Il problema fondamentale è come spiegare l’ origine della mente umana apparentemente “immateriale”. Infatti, molti autori, tra i quali Wallace e Darwin, sostengono l’origine divina della coscienza, collocandola all’inizio dell’evoluzione.
La coscienza, per Darwin, è una delle “forze originariamente impresse dal Creatore”. Storicamente, l’anima è stata considerata come espressione di tutte le funzioni divenute poi prerogative della mente o della coscienza, quando questi termini sostituirono la parola “anima”. L’idea poi che la coscienza sia presente in tutto ciò che facciamo è “un’illusione”. Un altro errore è ritenere, come ha affermato l’empirismo, che la coscienza sarebbe necessaria per l’apprendimento. Invero, argomenta Jaynes, tutti i tipi di apprendimento hanno luogo “senza alcuna consapevolezza o contributo da parte della coscienza”. Cartesio, Locke e Hume hanno pensato alla coscienza come a uno spazio localizzato nella testa. “Non esiste alcuno spazio del genere. Lo spazio della coscienza è uno spazio funzionale, che non ha alcuna localizzazione”.

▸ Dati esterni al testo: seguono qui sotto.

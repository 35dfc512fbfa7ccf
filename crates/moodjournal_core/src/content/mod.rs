//! Content addressing primitives.
//!
//! # Responsibility
//! - Turn a `Document` into its stable digest.
//!
//! # Invariants
//! - Digests are lowercase hex SHA-256, 64 characters long.

pub mod hasher;
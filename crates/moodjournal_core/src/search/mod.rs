//! Keyword search over the inverted index.
//!
//! # Responsibility
//! - Tokenize text identically for indexing and querying.
//! - Resolve matched roots to their latest entries.

pub mod coordinator;
pub mod tokenize;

Essa è un “insieme di operazioni” apprese sulla base del linguaggio comparso non prima di “50 mila anni fa”. In tutte le civiltà, a partire dal 9000 a.C., esistono “indicazioni chiare” del fatto che gli esseri umani “udissero quelle che consideriamo allucinazioni uditive: voci chiamate dèi, che emanavano all’interno del cervello, proprio come le voci allucinatorie che si manifestano oggi in molte persone normali e anche in varie forme di malattia mentale. Questa veniva chiamata “mente bicamerale”, nel senso che la mente era costituita da due parti: una che prendeva decisioni e l’altra che le eseguiva.
I profeti dell’Antico Testamento erano gli individui bicamerali che sentivano “la voce di Dio” ed erano in grado di trasmetterla in maniera convincente.
La nascita della coscienza si colloca intorno al 1000 a.C. Nel corso dell’evoluzione, essa è cambiata e continua a cambiare. Le funzioni della mente e del cervello infatti non sono di natura “esclusivamente biologica”, ma sono “condizionate” dalle esperienze e dalla cultura dell’individuo, come conferma lo scienziato Aleksandr Lurija nel suo fondamentale volume “ Un mondo perduto e ritrovato” ( Adelphi). Lurija esplora con precisione, ricchezza e profondità di elementi la natura dell’essere umano.
Un altro importante libro per comprendere come possiamo arrivare a conoscere i meccanismi del cervello e della mente è “Prigioniero del presente” di Suzanne Corkin (Adelphi), un’opera che rappresenta un notevole contributo agli stupefacenti ed incredibili progressi delle neuroscienze.